Predictive validity of clinical AUDIT‐C alcohol screening scores and changes in scores for three objective alcohol‐related outcomes in a Veterans Affairs population

2016 
Aims To evaluate the association between AUDIT-C alcohol screening scores, collected as part of routine clinical care, and three outcomes in the following year (Aim 1), and the association between changes in AUDIT-C risk group at one year follow-up and the same outcomes in the subsequent year (Aim 2).

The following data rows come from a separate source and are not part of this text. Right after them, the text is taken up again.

//! Log record domain types.
//!
//! A `LogRecord` is the unit every log stream delivers, regardless of whether
//! the upstream source spoke systemd-journal JSON or plain text.

use serde::{Deserialize, Serialize};
use std::fmt;
use std::time::{SystemTime, UNIX_EPOCH};

/// Marker appended to a record whose source line exceeded the line cap.
pub const TRUNCATED_MARKER: &str = " …[truncated]";

/// Current wall-clock time as Unix milliseconds.
pub fn now_millis() -> u64 {
    SystemTime::now()
        .duration_since(UNIX_EPOCH)
        .map_or(0, |d| u64::try_from(d.as_millis()).unwrap_or(u64::MAX))
}

/// Syslog-style priority. Lower values are more severe.
#[derive(Debug, Clone, Copy, PartialEq, Eq, PartialOrd, Ord, Hash, Serialize, Deserialize)]
#[serde(transparent)]
pub struct Severity(u8);

impl Severity {
    pub const EMERGENCY: Self = Self(0);
    pub const ALERT: Self = Self(1);
    pub const CRITICAL: Self = Self(2);
    pub const ERROR: Self = Self(3);
    pub const WARNING: Self = Self(4);
    pub const NOTICE: Self = Self(5);
    pub const INFO: Self = Self(6);
    pub const DEBUG: Self = Self(7);

    /// Build a severity from a raw priority, returning `None` outside 0–7.
    #[must_use]
    pub const fn from_priority(priority: u8) -> Option<Self> {
        if priority <= 7 { Some(Self(priority)) } else { None }
    }

    /// Parse a priority as journald renders it (`"6"`), falling back to info.
    #[must_use]
    pub fn parse_lossy(raw: &str) -> Self {
        raw.trim()
            .parse::<u8>()
            .ok()
            .and_then(Self::from_priority)
            .unwrap_or_default()
    }

    #[must_use]
    pub const fn priority(self) -> u8 {
        self.0
    }

    #[must_use]
    pub const fn label(self) -> &'static str {
        match self.0 {
            0 => "emerg",
            1 => "alert",
            2 => "crit",
            3 => "err",
            4 => "warning",
            5 => "notice",
            6 => "info",
            _ => "debug",
        }
    }
}

impl Default for Severity {
    fn default() -> Self {
        Self::INFO
    }
}

impl fmt::Display for Severity {
    fn fmt(&self, f: &mut fmt::Formatter<'_>) -> fmt::Result {
        f.write_str(self.label())
    }
}

/// A single normalized log line.
///
/// Immutable once built; equality is plain value equality.
#[derive(Debug, Clone, PartialEq, Eq, Serialize, Deserialize)]
#[serde(rename_all = "camelCase")]
pub struct LogRecord {
    /// Unix timestamp in milliseconds
    pub timestamp: u64,
    /// The log line content
    pub message: String,
    /// Originating service or unit name
    pub source: String,
    /// Coarse priority
    pub severity: Severity,
}

impl LogRecord {
    pub fn new(
        timestamp: u64,
        message: impl Into<String>,
        source: impl Into<String>,
        severity: Severity,
    ) -> Self {
        Self {
            timestamp,
            message: message.into(),
            source: source.into(),
            severity,
        }
    }

    /// Record stamped with the current time at info severity.
    pub fn info_now(message: impl Into<String>, source: impl Into<String>) -> Self {
        Self::new(now_millis(), message, source, Severity::INFO)
    }

    /// The single synthetic record emitted when a log source cannot start.
    pub fn source_failure(source: impl Into<String>, reason: impl fmt::Display) -> Self {
        Self::new(now_millis(), reason.to_string(), source, Severity::ERROR)
    }
}

/// Outcome of decoding one complete line.
///
/// Parsing is best-effort: a line that is not a journal entry is still a
/// record, just a `Raw` one.
#[derive(Debug, Clone, PartialEq, Eq)]
pub enum ParsedLine {
    Structured(LogRecord),
    Raw(LogRecord),
}

impl ParsedLine {
    #[must_use]
    pub fn into_record(self) -> LogRecord {
        match self {
            Self::Structured(record) | Self::Raw(record) => record,
        }
    }

    #[must_use]
    pub const fn is_structured(&self) -> bool {
        matches!(self, Self::Structured(_))
    }
}
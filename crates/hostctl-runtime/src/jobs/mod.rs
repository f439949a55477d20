//! Detached background jobs.
//!
//! - `store` - file-backed `KeyValueStore` holding job records
//! - `tracker` - start, poll, cancel and reap jobs

mod store;
mod tracker;

use std::path::{Path, PathBuf};

pub use store::FsKeyValueStore;
pub use tracker::JobTracker;

/// File the worker of job `id` writes its output to.
pub fn artifact_path(jobs_dir: &Path, id: &str) -> PathBuf {
    jobs_dir.join(format!("{id}.log"))
}
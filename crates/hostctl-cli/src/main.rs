//! CLI entry point - the composition root.

use clap::{CommandFactory, Parser};
use hostctl_cli::{Cli, CliConfig, Commands, handlers, init_tracing};
use hostctl_core::logs_dir;
use tracing::info;

#[tokio::main]
async fn main() -> anyhow::Result<()> {
    // Load environment variables before clap reads `env` defaults
    dotenvy::dotenv().ok();

    let cli = Cli::parse();

    let Some(command) = cli.command else {
        Cli::command().print_help()?;
        return Ok(());
    };

    let config = CliConfig::resolve(cli.data_dir.as_deref(), cli.settings.as_deref())?;
    let _guard = init_tracing(&logs_dir(&config.data_root), cli.verbose);
    info!(data_root = %config.data_root.display(), "hostctl starting");

    match command {
        Commands::Serve {
            host,
            port,
            token,
            allow_origin,
        } => {
            let server = handlers::serve::server_config(&config, host, port, token, allow_origin);
            handlers::serve::execute(server).await?;
        }
        Commands::Jobs { command } => {
            handlers::jobs::execute(&config, command).await?;
        }
        Commands::Paths => {
            handlers::paths::execute(&config)?;
        }
    }

    Ok(())
}
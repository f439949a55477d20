//! Background job lifecycle.
//!
//! Workers run detached in their own process group with output redirected
//! to an artifact file. Nothing but the record in the store and the
//! artifact on disk is needed to follow a job, so tracking survives a
//! restart of the control process. State is derived by probing: the pid
//! tells whether the worker is alive, marker lines in the artifact tell how
//! far it got.
//!
//! A recycled pid can make a finished job look alive; that is accepted.

use std::fs::File;
use std::path::{Path, PathBuf};
use std::process::Stdio;
use std::sync::Arc;

use hostctl_core::{
    BackgroundJob, CommandRunner, JobPoll, JobSpec, JobStatus, KeyValueStore, StoreError,
    StreamError, now_millis,
};
use tokio::process::Command;
use tokio::sync::Mutex;
use tracing::{debug, info, warn};
use uuid::Uuid;

use super::artifact_path;
use crate::process::{ProcessSignal, pid_exists, send_group_signal, send_signal};

/// Starts, polls and cancels background jobs.
///
/// Every read-modify-write of a record happens under one async mutex and
/// only moves a job out of `Running`, so a cancel that lands first stays
/// `Cancelled` even when a later poll sees the worker gone.
pub struct JobTracker {
    store: Arc<dyn KeyValueStore>,
    runner: Arc<dyn CommandRunner>,
    artifacts_dir: PathBuf,
    lock: Mutex<()>,
}

impl std::fmt::Debug for JobTracker {
    fn fmt(&self, f: &mut std::fmt::Formatter<'_>) -> std::fmt::Result {
        f.debug_struct("JobTracker")
            .field("artifacts_dir", &self.artifacts_dir)
            .finish_non_exhaustive()
    }
}

impl JobTracker {
    pub fn new(
        store: Arc<dyn KeyValueStore>,
        runner: Arc<dyn CommandRunner>,
        artifacts_dir: impl Into<PathBuf>,
    ) -> Self {
        Self {
            store,
            runner,
            artifacts_dir: artifacts_dir.into(),
            lock: Mutex::new(()),
        }
    }

    pub fn artifacts_dir(&self) -> &Path {
        &self.artifacts_dir
    }

    /// Start a worker and return the new job's id.
    ///
    /// The record is persisted before this returns, so an immediate
    /// [`poll`](Self::poll) always finds it.
    pub async fn start(&self, spec: JobSpec) -> Result<String, StreamError> {
        let total_units = self.probe_units(&spec).await;

        let id = new_job_id();
        tokio::fs::create_dir_all(&self.artifacts_dir).await?;
        let artifact = artifact_path(&self.artifacts_dir, &id);
        let out = File::create(&artifact)?;
        let err = out.try_clone()?;

        let mut cmd = Command::new(&spec.command);
        cmd.args(&spec.args)
            .stdin(Stdio::null())
            .stdout(Stdio::from(out))
            .stderr(Stdio::from(err))
            .process_group(0);
        if let Some(dir) = &spec.cwd {
            cmd.current_dir(dir);
        }

        let mut child = match cmd.spawn() {
            Ok(child) => child,
            Err(e) => {
                let _ = tokio::fs::remove_file(&artifact).await;
                return Err(StreamError::spawn(&spec.command, e));
            }
        };
        let Some(pid) = child.id() else {
            return Err(StreamError::spawn(&spec.command, "worker exited before it was tracked"));
        };

        // Reap the worker so it stops answering the pid probe once it exits.
        let reap_id = id.clone();
        tokio::spawn(async move {
            match child.wait().await {
                Ok(status) => debug!(job = %reap_id, %status, "Job worker exited"),
                Err(e) => warn!(job = %reap_id, error = %e, "Failed to wait for job worker"),
            }
        });

        let job = BackgroundJob::started(
            id.clone(),
            spec.kind.clone(),
            pid,
            total_units,
            artifact,
            spec.markers,
            now_millis(),
        );

        let _guard = self.lock.lock().await;
        if let Err(e) = self.save(&job).await {
            kill_worker(pid);
            return Err(e.into());
        }
        info!(job = %id, kind = %job.kind, pid, total_units = job.total_units, "Job started");
        Ok(id)
    }

    /// Current state of a job, refreshed from the worker if it is running.
    pub async fn poll(&self, id: &str) -> Result<JobPoll, StreamError> {
        let _guard = self.lock.lock().await;
        let Some(mut job) = self.load(id).await? else {
            return Ok(JobPoll::NotFound);
        };
        if job.is_terminal() {
            return Ok(JobPoll::Found(job));
        }

        if refresh(&mut job).await {
            self.save(&job).await?;
            if job.is_terminal() {
                info!(job = %job.id, status = %job.status, "Job finished");
            }
        }
        Ok(JobPoll::Found(job))
    }

    /// Kill a running job's worker. Terminal jobs are returned unchanged.
    pub async fn cancel(&self, id: &str) -> Result<JobPoll, StreamError> {
        let _guard = self.lock.lock().await;
        let Some(mut job) = self.load(id).await? else {
            return Ok(JobPoll::NotFound);
        };
        if job.is_terminal() {
            return Ok(JobPoll::Found(job));
        }

        kill_worker(job.pid);
        if job.finish(JobStatus::Cancelled, now_millis()) {
            self.save(&job).await?;
            info!(job = %job.id, pid = job.pid, "Job cancelled");
        }
        Ok(JobPoll::Found(job))
    }

    /// Every known job, oldest first, with running ones refreshed.
    pub async fn list(&self) -> Result<Vec<BackgroundJob>, StreamError> {
        let keys = self.store.keys().await?;
        let mut jobs = Vec::with_capacity(keys.len());
        for key in keys {
            match self.poll(&key).await {
                Ok(JobPoll::Found(job)) => jobs.push(job),
                Ok(JobPoll::NotFound) => {}
                Err(e) => warn!(job = %key, error = %e, "Skipping unreadable job record"),
            }
        }
        jobs.sort_by_key(|job| job.created_at);
        Ok(jobs)
    }

    /// Forget a finished job: delete its record and artifact.
    pub async fn reap(&self, id: &str) -> Result<BackgroundJob, StreamError> {
        let _guard = self.lock.lock().await;
        let Some(job) = self.load(id).await? else {
            return Err(StreamError::NotFound(format!("job {id}")));
        };
        if !job.is_terminal() {
            return Err(StreamError::InvalidTarget(format!(
                "job {id} is still running; cancel it first"
            )));
        }

        self.store.delete(id).await?;
        match tokio::fs::remove_file(&job.artifact).await {
            Ok(()) => {}
            Err(e) if e.kind() == std::io::ErrorKind::NotFound => {}
            Err(e) => warn!(job = %id, error = %e, "Failed to remove job artifact"),
        }
        info!(job = %id, "Job reaped");
        Ok(job)
    }

    async fn probe_units(&self, spec: &JobSpec) -> u64 {
        let Some(probe) = &spec.probe else {
            return 1;
        };
        match self.runner.run(&probe.command, &probe.args).await {
            Ok(output) if output.success() => output.count_lines().max(1),
            Ok(output) => {
                debug!(command = %probe.command, exit_code = ?output.exit_code, "Job probe failed");
                1
            }
            Err(e) => {
                warn!(command = %probe.command, error = %e, "Job probe could not run");
                1
            }
        }
    }

    async fn load(&self, id: &str) -> Result<Option<BackgroundJob>, StoreError> {
        let Some(bytes) = self.store.get(id).await? else {
            return Ok(None);
        };
        serde_json::from_slice(&bytes)
            .map(Some)
            .map_err(|e| StoreError::Serialization(format!("job {id}: {e}")))
    }

    async fn save(&self, job: &BackgroundJob) -> Result<(), StoreError> {
        let bytes =
            serde_json::to_vec_pretty(job).map_err(|e| StoreError::Serialization(e.to_string()))?;
        self.store.put(&job.id, bytes).await
    }
}

/// `job-<unix ms>-<8 hex>`
fn new_job_id() -> String {
    let suffix = Uuid::new_v4().simple().to_string();
    format!("job-{}-{}", now_millis(), &suffix[..8])
}

/// Probe a running job. Returns whether the record changed.
///
/// A dead worker means `Done` with whatever progress the artifact shows;
/// the worker's exit code is not observed.
async fn refresh(job: &mut BackgroundJob) -> bool {
    let alive = pid_exists(job.pid);
    let scanned = count_markers(&job.artifact, &job.markers).await;
    let mut changed = job.observe_progress(scanned.unwrap_or(0));

    if !alive {
        if scanned.is_none() {
            debug!(job = %job.id, "Worker gone and artifact missing");
        }
        changed |= job.finish(JobStatus::Done, now_millis());
    } else if changed {
        job.updated_at = now_millis();
    }
    changed
}

/// Lines of the artifact that start with a marker, or `None` if it is gone.
async fn count_markers(artifact: &Path, markers: &[String]) -> Option<u64> {
    let bytes = match tokio::fs::read(artifact).await {
        Ok(bytes) => bytes,
        Err(e) if e.kind() == std::io::ErrorKind::NotFound => return None,
        Err(e) => {
            warn!(path = %artifact.display(), error = %e, "Failed to read job artifact");
            return Some(0);
        }
    };
    let text = String::from_utf8_lossy(&bytes);
    let count = text
        .lines()
        .map(str::trim_start)
        .filter(|line| markers.iter().any(|m| line.starts_with(m.as_str())))
        .count();
    Some(count as u64)
}

/// SIGKILL the worker's group, falling back to the pid alone.
fn kill_worker(pid: u32) {
    match send_group_signal(pid, ProcessSignal::SIGKILL) {
        Ok(_) => {}
        Err(e) => {
            debug!(pid, error = %e, "Group kill failed, signalling worker directly");
            if let Err(e) = send_signal(pid, ProcessSignal::SIGKILL) {
                warn!(pid, error = %e, "Failed to kill job worker");
            }
        }
    }
}
//! Core domain types.
//!
//! These types represent the pure domain model, independent of any
//! process or filesystem concerns.
//!
//! # Structure
//!
//! - `log` - Log records and severities (`LogRecord`, `Severity`, `ParsedLine`)
//! - `session` - Streaming session identity (`LogTarget`, `SessionId`, `SessionInfo`)
//! - `job` - Background job records and specs (`BackgroundJob`, `JobSpec`)

pub mod job;
pub mod log;
pub mod session;

pub use job::{BackgroundJob, JobPoll, JobSpec, JobStatus, ProbeSpec};
pub use log::{LogRecord, ParsedLine, Severity, TRUNCATED_MARKER, now_millis};
pub use session::{LogTarget, SessionId, SessionInfo, SessionKind, SessionState};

Design Cohort study Setting Twenty-four US Veterans Affairs (VA) healthcare systems (2004-2007), before systematic implementation of brief intervention Participants 486,115 outpatients with AUDIT-Cs documented in their electronic health records (EHRs) on two occasions ≥12 months apart (“baseline” and “follow-up”) Measurements Independent measures were baseline AUDIT-C scores and change in standard AUDIT-C risk groups (no use, low risk use, and mild, moderate, severe misuse) from baseline to follow-up. Outcome measures were 1) high density lipoprotein cholesterol (HDL), 2) alcohol-related gastrointestinal hospitalizations (“GI hospitalizations”) and 3) physical trauma, each in the years after baseline and follow-up. Findings Baseline AUDIT-C scores had a positive association with outcomes in the following year. Across AUDIT-C scores 0 to 12, mean HDL ranged from 41.4 (95% Cl 41.3-41.5) to 53.5 (51.4-55.6) mg/L, and probabilities of GI hospitalizations from 0.49% (0.48-0.51%) to 1.8% (1.3-2.3%), and trauma from 3.0% (2.95-3.06%) to 6.0% (5.2-6.8%). At follow-up, patients who increased to moderate or severe alcohol misuse had consistently higher mean HDL and probabilities of subsequent GI hospitalizations or trauma compared with those who did not (p-values all < 0.05). For example, among those with baseline low-risk use, in those with persistent low-risk use vs. severe misuse at follow-up, the probabilities of subsequent trauma were 2.65% (2.54-2.75%) vs. 5.15% (3.86-6.45%), respectively. However, for patients who decreased to lower AUDIT-C risk groups at follow-up, findings were inconsistent across outcomes, with only mean HDL decreasing in most groups that decreased use (p-values all < 0.05). Conclusions When AUDIT-C screening is conducted in clinical settings, baseline AUDIT-C scores and score increases to moderate-severe alcohol misuse at follow-up screening appear to have predictive validity for HDL cholesterol, alcohol-related gastrointestinal hospitalizations, and physical trauma. Decreasing AUDIT-C scores collected in clinical settings appear to have predictive validity for only HDL.